WHAT NEEDS TO BE DONE >> Needed from the data below: all lines that contain the word "EventStore".

Records from a data collection:
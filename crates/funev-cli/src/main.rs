use std::sync::Arc;

use anyhow::Result;
use clap::{Parser, Subcommand};
use funev_ingest::{build_scheduler, IngestConfig, IngestPipeline};
use funev_storage::{EventStore, PgStore};
use tracing_subscriber::EnvFilter;

#[derive(Debug, Parser)]
#[command(name = "funev-cli")]
#[command(about = "Fun Events open-data aggregator command-line interface")]
struct Cli {
    #[command(subcommand)]
    command: Option<Commands>,
}

#[derive(Debug, Subcommand)]
enum Commands {
    /// Run one ingestion pass over the enabled sources.
    Ingest,
    /// Run the cron scheduler until interrupted.
    Schedule,
}

#[tokio::main]
async fn main() -> Result<()> {
    tracing_subscriber::fmt()
        .with_env_filter(EnvFilter::from_default_env())
        .init();

    let cli = Cli::parse();
    let config = IngestConfig::from_env();
    let store: Arc<dyn EventStore> = Arc::new(PgStore::connect(&config.database_url).await?);
    let pipeline = Arc::new(IngestPipeline::new(config, store)?);

    match cli.command.unwrap_or(Commands::Ingest) {
        Commands::Ingest => {
            let summary = pipeline.run_once().await?;
            println!(
                "pass {} finished: {} committed, {} failed",
                summary.pass_id,
                summary.committed_count(),
                summary.failed_count()
            );
            for source in &summary.sources {
                match &source.error {
                    None => println!(
                        "  {}: {:?} created={} updated={} unchanged={} skipped={}",
                        source.source_id,
                        source.state,
                        source.created,
                        source.updated,
                        source.unchanged,
                        source.skipped
                    ),
                    Some(error) => println!("  {}: {:?} ({error})", source.source_id, source.state),
                }
            }
        }
        Commands::Schedule => match build_scheduler(pipeline.clone()).await? {
            Some(sched) => {
                sched.start().await?;
                println!("scheduler running; press ctrl-c to stop");
                tokio::signal::ctrl_c().await?;
            }
            None => eprintln!("scheduler disabled; set FUNEV_SCHEDULER_ENABLED=1"),
        },
    }

    Ok(())
}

WRITTEN SOLUTION >>
use funev_storage::{EventStore, PgStore};
    let store: Arc<dyn EventStore> = Arc::new(PgStore::connect(&config.database_url).await?);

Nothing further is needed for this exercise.